(Material for this exercise)
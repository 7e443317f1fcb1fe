//! Marionette worker binary.
//!
//! Loads configuration, starts the control surface with structured logging,
//! and shuts down gracefully on SIGTERM/SIGINT, ending every running job.

use clap::Parser;
use marionette_worker::cli::Cli;
use marionette_worker::config::{self, ConfigError};
use marionette_worker::{app, AppState};
use std::net::SocketAddr;
use std::process::ExitCode;
use std::sync::Arc;
use std::time::Duration;
use thiserror::Error;
use tokio::net::TcpListener;
use tracing_subscriber::EnvFilter;

/// How long running jobs get to wind down on shutdown.
const SHUTDOWN_GRACE: Duration = Duration::from_secs(5);

#[derive(Debug, Error)]
enum StartupError {
    #[error(transparent)]
    Config(#[from] ConfigError),

    #[error("failed to bind {addr}: {source}")]
    Bind {
        addr: SocketAddr,
        source: std::io::Error,
    },

    #[error("server error: {0}")]
    Serve(std::io::Error),
}

#[tokio::main]
async fn main() -> ExitCode {
    let cli = Cli::parse();

    let mut config = match config::load_config(Some(&cli.config)) {
        Ok(config) => config,
        Err(e) => {
            eprintln!("failed to load configuration: {}", e);
            return ExitCode::FAILURE;
        }
    };
    if let Some(url) = &cli.avatar_url {
        config.avatar.dispatcher_url = url.clone();
    }

    // Initialize tracing
    let filter =
        EnvFilter::try_new(&config.logging.level).unwrap_or_else(|_| EnvFilter::new("info"));
    if config.logging.json {
        tracing_subscriber::fmt()
            .with_env_filter(filter)
            .json()
            .init();
    } else {
        tracing_subscriber::fmt().with_env_filter(filter).init();
    }

    tracing::info!(
        path = %cli.config,
        dispatcher_url = %config.avatar.dispatcher_url,
        livekit = ?config.livekit,
        "resolved startup configuration"
    );
    if !cli.worker_args.is_empty() {
        tracing::info!(args = ?cli.worker_args, "passing through worker arguments");
    }

    match run(config).await {
        Ok(()) => ExitCode::SUCCESS,
        Err(e) => {
            tracing::error!("marionette worker failed: {}", e);
            ExitCode::FAILURE
        }
    }
}

async fn run(config: config::Config) -> Result<(), StartupError> {
    let state = Arc::new(AppState::from_config(&config)?);
    let addr = SocketAddr::new(config.server.host, config.server.port);

    tracing::info!(%addr, "starting marionette worker");

    let listener = TcpListener::bind(addr)
        .await
        .map_err(|source| StartupError::Bind { addr, source })?;

    axum::serve(listener, app(state.clone()))
        .with_graceful_shutdown(shutdown_signal())
        .await
        .map_err(StartupError::Serve)?;

    state.jobs.shutdown(SHUTDOWN_GRACE).await;
    tracing::info!("marionette worker shut down");
    Ok(())
}

/// Waits for a SIGINT (Ctrl+C) or SIGTERM signal for graceful shutdown.
async fn shutdown_signal() {
    let ctrl_c = async {
        if let Err(e) = tokio::signal::ctrl_c().await {
            tracing::error!("failed to listen for Ctrl+C: {}", e);
            std::future::pending::<()>().await;
        }
    };

    #[cfg(unix)]
    let terminate = async {
        match tokio::signal::unix::signal(tokio::signal::unix::SignalKind::terminate()) {
            Ok(mut signal) => {
                signal.recv().await;
            }
            Err(e) => {
                tracing::error!("failed to install SIGTERM handler: {}", e);
                std::future::pending::<()>().await;
            }
        }
    };

    #[cfg(not(unix))]
    let terminate = std::future::pending::<()>();

    tokio::select! {
        () = ctrl_c => { tracing::info!("received SIGINT, initiating graceful shutdown"); }
        () = terminate => { tracing::info!("received SIGTERM, initiating graceful shutdown"); }
    }
}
(End Material for this exercise)
— Work task —
The lines wanted are those from the one with "to install SIGTERM" through the last line of the records, repeated exactly and with both ends included.

— Answer to the exercise —
                tracing::error!("failed to install SIGTERM handler: {}", e);
                std::future::pending::<()>().await;
            }
        }
    };

    #[cfg(not(unix))]
    let terminate = std::future::pending::<()>();

    tokio::select! {
        () = ctrl_c => { tracing::info!("received SIGINT, initiating graceful shutdown"); }
        () = terminate => { tracing::info!("received SIGTERM, initiating graceful shutdown"); }
    }
}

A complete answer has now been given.